Posts Tagged ‘us savings bonds’

A Little About US Savings Bonds

Friday, July 31st, 2009

savingsbond When considering various investments and savings options for making your money grow, it’s a good idea to know a little about each type of investment. The US Savings Bond is one of the most risk-free investments available, because the US government is repaying you. You can count on receiving the expected amount when the bond matures.

There are different types of savings bonds. The Series EE and Series I savings bonds both have certain types that can be cashed in without paying federal income tax on the interest the bonds have earned. Other types of US savings bonds will require that you pay federal income tax on the money the bonds earned you while your money was invested.

Because US savings bonds are virtually risk free, the amount of interest you earn will be much lower than that which could be earned with successful stocks. People generally invest in savings bonds when they’re looking to diversify their portfolio and include a number of different types of investments with varying levels of risk. US Savings bonds are rarely the only investment strategy an individual would use – instead, they become part of a portfolio that might include mutual funds, stocks and other investments, as well.

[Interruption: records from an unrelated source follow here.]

use std::path::PathBuf;
use std::process::ExitCode;

use clap::{ArgAction, Parser, ValueHint};
use edx_analyzer::export::{
    PlotSeries, group_intensities, group_intensity_table, summary_table, write_match_tables,
};
use edx_analyzer::reference::ElementSelection;
use edx_analyzer::{AnalysisConfig, EdxError, Pipeline};

#[derive(Parser, Debug)]
#[command(author, version, about = "EDX spectrum element identification", long_about = None)]
struct Cli {
    /// YAML run configuration; flags below override its values
    #[arg(short, long, value_hint = ValueHint::FilePath)]
    config: Option<PathBuf>,

    /// Spectrum file (up to 4, repeat the flag)
    #[arg(short, long = "spectrum", action = ArgAction::Append, value_hint = ValueHint::FilePath)]
    spectra: Vec<PathBuf>,

    /// Background spectrum subtracted from every sample
    #[arg(short, long, value_hint = ValueHint::FilePath)]
    background: Option<PathBuf>,

    /// Reference emission line table (NIST CSV)
    #[arg(short, long, value_hint = ValueHint::FilePath)]
    reference: Option<PathBuf>,

    /// Only search for these elements (comma separated)
    #[arg(short, long, value_delimiter = ',', conflicts_with = "bio")]
    elements: Vec<String>,

    /// Only search for elements typical of biological substrates
    #[arg(long)]
    bio: bool,

    /// Peak/line matching tolerance in keV
    #[arg(short, long)]
    tolerance: Option<f64>,

    /// Matched lines required to report an element
    #[arg(long)]
    min_peaks: Option<usize>,

    /// Ignore peaks below this corrected count
    #[arg(long)]
    min_height: Option<f64>,

    /// Ignore peaks with a smaller prominence
    #[arg(long)]
    min_prominence: Option<f64>,

    /// Minimum spacing between peaks, in grid points
    #[arg(long)]
    min_distance: Option<usize>,

    /// Directory for the per-spectrum match tables
    #[arg(short, long, value_hint = ValueHint::DirPath)]
    output_dir: Option<PathBuf>,

    /// Write the plottable series set as JSON
    #[arg(long, value_hint = ValueHint::FilePath)]
    plot_json: Option<PathBuf>,

    /// Do not write match tables
    #[arg(long)]
    no_export: bool,
}

impl Cli {
    fn into_config(self) -> Result<(AnalysisConfig, Option<PathBuf>, bool), EdxError> {
        let mut config = match &self.config {
            Some(path) => AnalysisConfig::from_yaml_file(path)?,
            None => AnalysisConfig::default(),
        };

        if !self.spectra.is_empty() {
            config.spectrum_paths = self.spectra;
        }
        if self.background.is_some() {
            config.background_path = self.background;
        }
        if let Some(reference) = self.reference {
            config.reference_path = reference;
        }
        if self.bio {
            config.selection = ElementSelection::Biological;
        } else if !self.elements.is_empty() {
            config.selection = ElementSelection::Elements(self.elements);
        }
        if let Some(tolerance) = self.tolerance {
            config.tolerance_kev = tolerance;
        }
        if let Some(min_peaks) = self.min_peaks {
            config.min_peaks_required = min_peaks;
        }
        if self.min_height.is_some() {
            config.min_peak_height = self.min_height;
        }
        if self.min_prominence.is_some() {
            config.min_peak_prominence = self.min_prominence;
        }
        if self.min_distance.is_some() {
            config.min_peak_distance = self.min_distance;
        }
        if self.output_dir.is_some() {
            config.output_dir = self.output_dir;
        }

        Ok((config, self.plot_json, self.no_export))
    }
}

fn run(cli: Cli) -> Result<(), EdxError> {
    let (config, plot_json, no_export) = cli.into_config()?;

    let mut pipeline = Pipeline::new(config);
    let output = pipeline.run()?;

    for warning in &output.warnings {
        eprintln!("Warning: {}", warning);
    }

    if !no_export {
        let written = write_match_tables(&output.results, pipeline.config().output_dir.as_deref())?;
        for path in written {
            println!("Wrote {}", path.display());
        }
    }

    if let Some(path) = plot_json {
        PlotSeries::new(&output).write_json(&path)?;
        println!("Wrote {}", path.display());
    }

    print!("{}", summary_table(&output.results));
    println!();
    let intensities = group_intensities(&output.results, &output.grid, &output.reference);
    print!("{}", group_intensity_table(&intensities));

    Ok(())
}

fn main() -> ExitCode {
    env_logger::init(); // Log to stderr (if you run with `RUST_LOG=debug`).

    match run(Cli::parse()) {
        Ok(()) => ExitCode::SUCCESS,
        Err(e) => {
            eprintln!("Error: {}", e);
            ExitCode::FAILURE
        }
    }
}
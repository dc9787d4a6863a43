use super::normalizer::ev_to_kev;
use super::reference::ReferenceTable;

pub const DEFAULT_TOLERANCE_KEV: f64 = 0.126;
pub const DEFAULT_MIN_PEAKS_REQUIRED: usize = 2;

#[derive(Debug, Clone, Copy, PartialEq, serde::Serialize, serde::Deserialize)]
pub struct MatchSettings {
    pub tolerance_kev: f64,
    pub min_peaks_required: usize,
}

impl Default for MatchSettings {
    fn default() -> Self {
        MatchSettings {
            tolerance_kev: DEFAULT_TOLERANCE_KEV,
            min_peaks_required: DEFAULT_MIN_PEAKS_REQUIRED,
        }
    }
}

#[derive(Debug, Clone, PartialEq, serde::Serialize, serde::Deserialize)]
pub struct ElementMatch {
    pub element: String,
    pub matched_peaks: usize,
    pub total_reference_peaks: usize,
    pub score: f64,
}

/// A reference line is matched when some peak lies strictly closer than
/// `tolerance_kev`.
pub fn line_is_matched(line_kev: f64, peak_energies_kev: &[f64], tolerance_kev: f64) -> bool {
    peak_energies_kev
        .iter()
        .any(|peak| (peak - line_kev).abs() < tolerance_kev)
}

/// Number of `lines_ev` matched by at least one peak. Lines are tested
/// independently, so one peak can match several lines.
pub fn count_matched_lines(lines_ev: &[f64], peak_energies_kev: &[f64], tolerance_kev: f64) -> usize {
    lines_ev
        .iter()
        .filter(|&&line| line_is_matched(ev_to_kev(line), peak_energies_kev, tolerance_kev))
        .count()
}

/// Scores every element of `table` and keeps those with at least
/// `min_peaks_required` matched lines, in table order.
pub fn match_elements(
    peak_energies_kev: &[f64],
    table: &ReferenceTable,
    settings: &MatchSettings,
) -> Vec<ElementMatch> {
    table
        .iter()
        .filter(|(_, lines)| !lines.is_empty())
        .filter_map(|(element, lines)| {
            let matched_peaks = count_matched_lines(lines, peak_energies_kev, settings.tolerance_kev);
            if matched_peaks < settings.min_peaks_required {
                return None;
            }

            let total_reference_peaks = lines.len();
            log::debug!(
                "{}: {} of {} reference lines matched",
                element,
                matched_peaks,
                total_reference_peaks
            );
            Some(ElementMatch {
                element: element.to_owned(),
                matched_peaks,
                total_reference_peaks,
                score: matched_peaks as f64 / total_reference_peaks as f64,
            })
        })
        .collect()
}

pub fn detected_elements(matches: &[ElementMatch]) -> Vec<String> {
    matches.iter().map(|m| m.element.clone()).collect()
}
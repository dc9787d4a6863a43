use super::error::EdxError;
use std::path::{Path, PathBuf};

const DELIMITER: char = ';';
const HEADER_ROWS: usize = 8;
const VOLTAGE_ROW: usize = 0;
const TOTAL_COUNTS_ROW: usize = 2;
const MIN_DATA_ROWS: usize = 2;

#[derive(Debug, Clone, Copy, PartialEq, serde::Serialize, serde::Deserialize)]
pub struct SpectrumMetadata {
    pub voltage: f64,
    /// `None` when the header cell is present but not a number.
    pub total_counts: Option<f64>,
}

#[derive(Debug, Clone, Copy, PartialEq, serde::Serialize, serde::Deserialize)]
pub struct RawPoint {
    pub energy_ev: f64,
    pub counts: f64,
}

#[derive(Debug, Clone, PartialEq, serde::Serialize, serde::Deserialize)]
pub struct RawSpectrum {
    pub source: PathBuf,
    pub points: Vec<RawPoint>,
    pub metadata: SpectrumMetadata,
}

fn parse_number(cell: &str) -> Option<f64> {
    cell.trim().parse::<f64>().ok().filter(|value| value.is_finite())
}

fn header_cell<'a>(
    header: &[&'a str],
    row: usize,
    name: &str,
    path: &Path,
) -> Result<&'a str, EdxError> {
    header
        .get(row)
        .and_then(|line| line.split(DELIMITER).nth(1))
        .map(str::trim)
        .filter(|cell| !cell.is_empty())
        .ok_or_else(|| EdxError::malformed(path, format!("missing {} in header row {}", name, row)))
}

/// Parses the text of a spectrum file. `path` is only used to label errors.
pub fn parse_spectrum(text: &str, path: &Path) -> Result<RawSpectrum, EdxError> {
    let lines: Vec<&str> = text.lines().collect();
    if lines.len() < HEADER_ROWS {
        return Err(EdxError::malformed(
            path,
            format!(
                "expected a {} row header, found {} rows",
                HEADER_ROWS,
                lines.len()
            ),
        ));
    }

    let (header, data) = lines.split_at(HEADER_ROWS);

    let voltage_cell = header_cell(header, VOLTAGE_ROW, "voltage", path)?;
    let voltage = parse_number(voltage_cell).ok_or_else(|| {
        EdxError::malformed(path, format!("voltage '{}' is not numeric", voltage_cell))
    })?;
    let total_counts = parse_number(header_cell(header, TOTAL_COUNTS_ROW, "total counts", path)?);

    let mut rows = data
        .iter()
        .map(|line| line.trim())
        .filter(|line| !line.is_empty())
        .peekable();

    // The data block may start with a repeat of the column labels
    let has_label_row = rows.peek().is_some_and(|first| {
        parse_number(first.split(DELIMITER).next().unwrap_or_default()).is_none()
    });
    if has_label_row {
        log::debug!("Skipping column label row in {}", path.display());
        rows.next();
    }

    let mut dropped = 0;
    let mut points = Vec::new();
    for row in rows {
        let mut cells = row.split(DELIMITER);
        let energy = cells.next().and_then(parse_number);
        let counts = cells.next().and_then(parse_number);
        match (energy, counts) {
            (Some(energy_ev), Some(counts)) => points.push(RawPoint { energy_ev, counts }),
            _ => dropped += 1,
        }
    }

    if dropped > 0 {
        log::debug!("Dropped {} non-numeric rows from {}", dropped, path.display());
    }

    if points.len() < MIN_DATA_ROWS {
        return Err(EdxError::malformed(
            path,
            format!(
                "found {} numeric data rows, at least {} are required",
                points.len(),
                MIN_DATA_ROWS
            ),
        ));
    }

    Ok(RawSpectrum {
        source: path.to_path_buf(),
        points,
        metadata: SpectrumMetadata {
            voltage,
            total_counts,
        },
    })
}

pub fn read_spectrum(path: &Path) -> Result<RawSpectrum, EdxError> {
    let text = std::fs::read_to_string(path).map_err(|e| EdxError::malformed(path, e.to_string()))?;
    parse_spectrum(&text, path)
}

#[cfg(test)]
mod tests {
    use super::*;

    fn sample_text(total_counts: &str, with_labels: bool) -> String {
        let mut text = format!(
            "Voltage;20\nLive time;30\nTotal counts;{}\nDetector;SDD\n4;\n5;\n6;\n7;\n",
            total_counts
        );
        if with_labels {
            text.push_str("Energy [eV];Counts\n");
        }
        text.push_str("1000;10\n1010;12\n1020;oops\n1030;9\n");
        text
    }

    #[test]
    fn test_parse_header_and_data() {
        let raw = parse_spectrum(&sample_text("5000", true), Path::new("a.csv")).unwrap();
        assert_eq!(raw.metadata.voltage, 20.0);
        assert_eq!(raw.metadata.total_counts, Some(5000.0));
        assert_eq!(raw.points.len(), 3);
        assert_eq!(raw.points[0], RawPoint { energy_ev: 1000.0, counts: 10.0 });
        assert_eq!(raw.points[2], RawPoint { energy_ev: 1030.0, counts: 9.0 });
    }

    #[test]
    fn test_label_row_is_optional() {
        let with = parse_spectrum(&sample_text("5000", true), Path::new("a.csv")).unwrap();
        let without = parse_spectrum(&sample_text("5000", false), Path::new("a.csv")).unwrap();
        assert_eq!(with.points, without.points);
    }

    #[test]
    fn test_non_numeric_total_counts_is_carried() {
        let raw = parse_spectrum(&sample_text("n/a", false), Path::new("a.csv")).unwrap();
        assert_eq!(raw.metadata.total_counts, None);
    }

    #[test]
    fn test_non_finite_rows_are_dropped() {
        let mut text = sample_text("5000", true);
        text.push_str("1e400;5\ninf;3\n1040;-inf\nNaN;2\n");
        let raw = parse_spectrum(&text, Path::new("a.csv")).unwrap();
        assert_eq!(raw.points.len(), 3);
        assert!(raw.points.iter().all(|p| p.energy_ev.is_finite() && p.counts.is_finite()));
    }

    #[test]
    fn test_infinite_total_counts_is_not_numeric() {
        let raw = parse_spectrum(&sample_text("inf", false), Path::new("a.csv")).unwrap();
        assert_eq!(raw.metadata.total_counts, None);
    }

    #[test]
    fn test_short_header_is_malformed() {
        let result = parse_spectrum("Voltage;20\nx;1\n", Path::new("short.csv"));
        assert!(matches!(result, Err(EdxError::MalformedSpectrumFile { .. })));
    }

    #[test]
    fn test_non_numeric_voltage_is_malformed() {
        let text = sample_text("5000", false).replacen("Voltage;20", "Voltage;high", 1);
        let result = parse_spectrum(&text, Path::new("a.csv"));
        assert!(matches!(result, Err(EdxError::MalformedSpectrumFile { .. })));
    }

    #[test]
    fn test_too_few_rows_is_malformed() {
        let text = "Voltage;20\n1;\nTotal;10\n3;\n4;\n5;\n6;\n7;\nEnergy [eV];Counts\n1000;4\n";
        let result = parse_spectrum(text, Path::new("a.csv"));
        assert!(matches!(result, Err(EdxError::MalformedSpectrumFile { .. })));
    }

    #[test]
    fn test_missing_file_is_malformed() {
        let result = read_spectrum(Path::new("/definitely/not/here.csv"));
        assert!(matches!(result, Err(EdxError::MalformedSpectrumFile { .. })));
    }
}
//! Level-triggered interrupt signal.
//!
//! Anything outside the loop (a Ctrl-C handler, an input thread) may raise
//! the signal. The loop polls it at turn boundaries and clears it in the same
//! atomic step, so a raise is observed exactly once.

use std::sync::Arc;
use std::sync::atomic::{AtomicBool, Ordering};

/// A shareable interrupt flag. Clones observe the same flag.
#[derive(Debug, Clone, Default)]
pub struct InterruptSignal {
    raised: Arc<AtomicBool>,
}

impl InterruptSignal {
    pub fn new() -> Self {
        Self::default()
    }

    /// Request that the loop pause for human input at its next checkpoint.
    pub fn raise(&self) {
        self.raised.store(true, Ordering::SeqCst);
    }

    /// Peek without clearing.
    pub fn is_raised(&self) -> bool {
        self.raised.load(Ordering::SeqCst)
    }

    /// Read and clear in one step. Returns whether the signal was raised.
    pub fn take(&self) -> bool {
        self.raised.swap(false, Ordering::SeqCst)
    }
}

The biggest risk when it comes to US Savings bonds is inflation. When you buy a bond, it’s like the government is issuing you an IOU to pay you back at some date in the future the amount of your investment plus the interest. Some bonds have a fixed interest rate which will not change, and others have variable interest rates. For fixed interest rate bonds, if the interest rate on the bond is 6% and inflation is 3%, then you make a real return of 3% (the 6% interest minus the 3% for inflation). On the other hand, if the inflation heats up to 8%, then you are worse off because the cost of living has increased more than what you’ve earned in interest by tying your money up in US Savings bonds.

In order to counter the effects of inflation and the risk of inflation on US savings bonds, you could invest in the “I” bond. The “I” bond is a US Savings bond that increases it’s interest rate when the rate of inflation increases, ensuring that your investment will keep up with the changes in the cost of living. So while the overall interest will still be lower than other, riskier investments, it eliminates the risk of inflation eating away your profits.